The Sharks now find themselves down 3-1 against the Vancouver Canucks, the Presidents' Trophy winners who are suddenly looking every bit like the team that dominated the NHL regular season.

The Sedins are putting on a nearly nightly magic show. The team's power play has become lethal. The penalty kill, after a course correction following Game 3, looks as efficient as ever. The team's third and fourth lines are always more asset than liability. The defence is looking after things at both ends of the ice. And Roberto Luongo is as good as he needs to be.

The Sharks, meantime, have been the first ones to admit they haven't shown up to play for most of this series. And given that this is the team's second straight conference final (after a succession of conference semi-final losses) it seems almost incomprehensible that that could be the case.

It is one of the NHL's oldest maxims that a Stanley Cup winner has to learn from previous playoff setbacks before it understands what it takes to go all the way. So you would have thought the Sharks, of all teams, had more than enough painful playoff memories to draw upon for inspiration heading into this year's playoffs.

And yet, for some reason, the Sharks have been the vastly inferior team. Just look back at what they have been saying about themselves in this series and it sums up rather adroitly how we got to the point we are today.

After Game 1: "We looked tired, we looked sluggish," coach Todd McLellan said. "We were like dogs chasing cars on the freeway."

After Game 2: "[Patrick Marleau]wants to win, he's a gamer," Sharks captain Joe Thornton said. "It's too bad we didn't have a bunch of gamers tonight." McLellan would add that the team had several players who weren't pulling their weight, "and I'm not going to hide them any more."

After Game 4: "Disappointed, myself included, that we had too many passengers tonight," Torrey Mitchell said. "And that's not going to get it done against a team like this."

The third game was the only one in which the Sharks seemed to have any urgency, where they played with conviction and pressed the Canucks into making mistakes and taking penalties.

While it appears that this series will be written off as one that was won by special teams - and certainly, Vancouver's have been far better than San Jose's - the fact is the Canucks have been a cut above the Sharks five-on-five, too. That is often why a team takes penalties, when it is being dominated by another. It happens when you're chasing opposition players around and it happens because you're frustrated that you're chasing players around.

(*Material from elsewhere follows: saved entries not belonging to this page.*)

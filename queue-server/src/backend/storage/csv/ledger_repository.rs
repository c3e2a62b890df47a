//! # CSV Ledger Repository
//!
//! Each (outlet, business day) ledger is a directory holding the day's
//! entries in `customers.csv` and the aggregate in `queue.yaml`.
//!
//! ## CSV Format
//!
//! ```csv
//! id,outlet_id,service_day,token,token_sequence,name,contact,email,service_type,priority,status,queue_position,...
//! customer::colombo-01::20240304::T001,colombo-01,2024-03-04,T001,1,Alice,0771000001,,bill-payments,normal,waiting,1,...
//! ```
//!
//! Commits rewrite both files through temp files. The uniqueness rules the
//! SQLite backend gets from its indexes (token per ledger, one waiting entry
//! per position) are checked here before anything is written.

use anyhow::{bail, Context, Result};
use async_trait::async_trait;
use chrono::{DateTime, NaiveDate, Utc};
use csv::{Reader, Writer};
use log::debug;
use serde::{Deserialize, Serialize};
use shared::{CustomerStatus, PriorityClass};
use std::collections::HashSet;
use std::fs::{self, File};
use std::io::{BufReader, Write};

use super::connection::{write_atomically, CsvConnection};
use crate::backend::domain::ledger::LedgerKey;
use crate::backend::domain::models::customer::{Customer, Feedback};
use crate::backend::domain::models::queue_day::QueueDay;
use crate::backend::storage::traits::{LedgerCommit, LedgerStorage, StorageConflict};

/// CSV record structure for customer entries
#[derive(Debug, Clone, Serialize, Deserialize)]
struct CustomerRecord {
    id: String,
    outlet_id: String,
    service_day: NaiveDate,
    token: String,
    token_sequence: u32,
    name: String,
    contact: String,
    email: Option<String>,
    service_type: String,
    priority: PriorityClass,
    status: CustomerStatus,
    queue_position: Option<u32>,
    estimated_wait_secs: u64,
    actual_wait_secs: Option<u64>,
    registration_time: DateTime<Utc>,
    service_start_time: Option<DateTime<Utc>>,
    service_end_time: Option<DateTime<Utc>>,
    cancelled_time: Option<DateTime<Utc>>,
    assigned_officer_id: Option<String>,
    feedback_rating: Option<u8>,
    feedback_comment: Option<String>,
    feedback_submitted_at: Option<DateTime<Utc>>,
}

impl From<&Customer> for CustomerRecord {
    fn from(customer: &Customer) -> Self {
        let feedback = customer.feedback.as_ref();
        CustomerRecord {
            id: customer.id.clone(),
            outlet_id: customer.outlet_id.clone(),
            service_day: customer.service_day,
            token: customer.token.clone(),
            token_sequence: customer.token_sequence,
            name: customer.name.clone(),
            contact: customer.contact.clone(),
            email: customer.email.clone(),
            service_type: customer.service_type.clone(),
            priority: customer.priority,
            status: customer.status,
            queue_position: customer.queue_position,
            estimated_wait_secs: customer.estimated_wait_secs,
            actual_wait_secs: customer.actual_wait_secs,
            registration_time: customer.registration_time,
            service_start_time: customer.service_start_time,
            service_end_time: customer.service_end_time,
            cancelled_time: customer.cancelled_time,
            assigned_officer_id: customer.assigned_officer_id.clone(),
            feedback_rating: feedback.map(|f| f.rating),
            feedback_comment: feedback.and_then(|f| f.comment.clone()),
            feedback_submitted_at: feedback.map(|f| f.submitted_at),
        }
    }
}

impl TryFrom<CustomerRecord> for Customer {
    type Error = anyhow::Error;

    fn try_from(record: CustomerRecord) -> Result<Self> {
        let feedback = match (record.feedback_rating, record.feedback_submitted_at) {
            (Some(rating), Some(submitted_at)) => Some(Feedback {
                rating,
                comment: record.feedback_comment,
                submitted_at,
            }),
            (None, None) => None,
            _ => bail!("Entry {} has incomplete feedback columns", record.id),
        };

        Ok(Customer {
            id: record.id,
            name: record.name,
            contact: record.contact,
            email: record.email,
            service_type: record.service_type,
            priority: record.priority,
            outlet_id: record.outlet_id,
            service_day: record.service_day,
            token: record.token,
            token_sequence: record.token_sequence,
            status: record.status,
            queue_position: record.queue_position,
            estimated_wait_secs: record.estimated_wait_secs,
            actual_wait_secs: record.actual_wait_secs,
            registration_time: record.registration_time,
            service_start_time: record.service_start_time,
            service_end_time: record.service_end_time,
            cancelled_time: record.cancelled_time,
            assigned_officer_id: record.assigned_officer_id,
            feedback,
        })
    }
}

/// CSV-based ledger repository using one directory per outlet and day
#[derive(Clone)]
pub struct LedgerRepository {
    connection: CsvConnection,
}

impl LedgerRepository {
    pub fn new(connection: CsvConnection) -> Self {
        Self { connection }
    }

    /// Read a ledger's entries in registration order. A missing file is an empty ledger.
    fn read_customers(&self, key: &LedgerKey) -> Result<Vec<Customer>> {
        let path = self.connection.customers_file(key);
        if !path.exists() {
            return Ok(Vec::new());
        }

        let mut csv_reader = Reader::from_reader(BufReader::new(File::open(&path)?));
        let mut customers = Vec::new();
        for result in csv_reader.deserialize::<CustomerRecord>() {
            let record = result.with_context(|| format!("Failed to parse {:?}", path))?;
            customers.push(Customer::try_from(record)?);
        }

        customers.sort_by_key(|c| c.token_sequence);
        Ok(customers)
    }

    fn write_customers(&self, key: &LedgerKey, customers: &[Customer]) -> Result<()> {
        write_atomically(&self.connection.customers_file(key), |writer| {
            let mut csv_writer = Writer::from_writer(writer);
            for customer in customers {
                csv_writer.serialize(CustomerRecord::from(customer))?;
            }
            csv_writer.flush()?;
            Ok(())
        })
    }

    fn write_queue_day(&self, key: &LedgerKey, queue_day: &QueueDay) -> Result<()> {
        let yaml_content = serde_yaml::to_string(queue_day)?;
        write_atomically(&self.connection.queue_file(key), |writer| {
            writer.write_all(yaml_content.as_bytes())?;
            Ok(())
        })
    }

    /// Apply a commit to the entries in memory, enforcing the uniqueness rules
    fn apply(customers: &mut Vec<Customer>, commit: &LedgerCommit) -> Result<()> {
        if let Some(new_entry) = &commit.inserted {
            if customers
                .iter()
                .any(|c| c.id == new_entry.id || c.token == new_entry.token)
            {
                return Err(StorageConflict(format!("token {} already issued", new_entry.token)).into());
            }
            customers.push(new_entry.clone());
        }

        for update in &commit.updated {
            match customers.iter_mut().find(|c| c.id == update.customer.id) {
                Some(existing) if update.matches(existing) => *existing = update.customer.clone(),
                Some(existing) => {
                    return Err(StorageConflict(format!(
                        "{} changed since it was read (now {})",
                        existing.id, existing.status
                    ))
                    .into())
                }
                None => bail!("Customer {} does not exist", update.customer.id),
            }
        }

        let mut positions = HashSet::new();
        for customer in customers.iter().filter(|c| c.status == CustomerStatus::Waiting) {
            if let Some(position) = customer.queue_position {
                if !positions.insert(position) {
                    return Err(StorageConflict(format!("waiting position {} already taken", position)).into());
                }
            }
        }
        Ok(())
    }
}

#[async_trait]
impl LedgerStorage for LedgerRepository {
    async fn get_customer(&self, customer_id: &str) -> Result<Option<Customer>> {
        let Some((outlet_id, service_day, _)) = Customer::parse_id(customer_id) else {
            return Ok(None);
        };
        let key = LedgerKey::new(&outlet_id, service_day);
        Ok(self
            .read_customers(&key)?
            .into_iter()
            .find(|c| c.id == customer_id))
    }

    async fn find_by_token(&self, key: &LedgerKey, token: &str) -> Result<Option<Customer>> {
        Ok(self.read_customers(key)?.into_iter().find(|c| c.token == token))
    }

    async fn find_active_by_contact(&self, key: &LedgerKey, contact: &str) -> Result<Option<Customer>> {
        Ok(self
            .read_customers(key)?
            .into_iter()
            .find(|c| c.contact == contact && c.status.is_active()))
    }

    async fn list_customers(&self, key: &LedgerKey) -> Result<Vec<Customer>> {
        self.read_customers(key)
    }

    async fn list_waiting(&self, key: &LedgerKey, limit: Option<u32>) -> Result<Vec<Customer>> {
        let mut waiting: Vec<Customer> = self
            .read_customers(key)?
            .into_iter()
            .filter(|c| c.status == CustomerStatus::Waiting)
            .collect();
        waiting.sort_by_key(|c| c.queue_position);
        if let Some(limit) = limit {
            waiting.truncate(limit as usize);
        }
        Ok(waiting)
    }

    async fn count_registrations(&self, key: &LedgerKey) -> Result<u32> {
        Ok(self.read_customers(key)?.len() as u32)
    }

    async fn count_waiting(&self, key: &LedgerKey) -> Result<u32> {
        Ok(self
            .read_customers(key)?
            .iter()
            .filter(|c| c.status == CustomerStatus::Waiting)
            .count() as u32)
    }

    async fn get_queue_day(&self, key: &LedgerKey) -> Result<Option<QueueDay>> {
        let path = self.connection.queue_file(key);
        if !path.exists() {
            return Ok(None);
        }
        let yaml_content = fs::read_to_string(&path)?;
        let queue_day = serde_yaml::from_str(&yaml_content)
            .with_context(|| format!("Failed to parse {:?}", path))?;
        Ok(Some(queue_day))
    }

    async fn commit(&self, commit: &LedgerCommit) -> Result<()> {
        let key = LedgerKey::new(&commit.queue_day.outlet_id, commit.queue_day.service_day);
        let _guard = self.connection.commit_lock().lock().await;
        let mut customers = self.read_customers(&key)?;

        Self::apply(&mut customers, commit)?;

        if commit.inserted.is_some() || !commit.updated.is_empty() {
            self.write_customers(&key, &customers)?;
        }
        self.write_queue_day(&key, &commit.queue_day)?;

        debug!(
            "Committed ledger {}: {} entries on file",
            key,
            customers.len()
        );
        Ok(())
    }
}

Vancouver players were saying all the right things after their win Sunday in San Jose. The Canucks have been up 3-1 in their previous two playoff rounds and lost the next game. It could happen again. So no, the series isn't over officially - somehow it just feels that way.

The San Jose defence appears overmatched. Goalie Antti Niemi looks mortal, even though you can't pin the losses on him. Outside of Thornton, Marleau and maybe Logan Couture, the Sharks have not received consistent efforts from their forwards.

Dany Heatley has been a complete no-show and suddenly seems too slow to keep up with the pace of playoff hockey. Players that gave San Jose so much in their dramatic series win over Detroit - guys like Ryan Clowe, Devin Setoguchi, Joe Pavelski, Mitchell and Kyle Wellwood - have left little impression on this series except a negative one.

It was Wellwood who famously said earlier in the season that he didn't think this would be Vancouver's year to take a run at the Cup. He said he thought his former team still had some lessons to learn before it understood what it took to be a champion.

As it turns out, it looks like he was talking about his own team.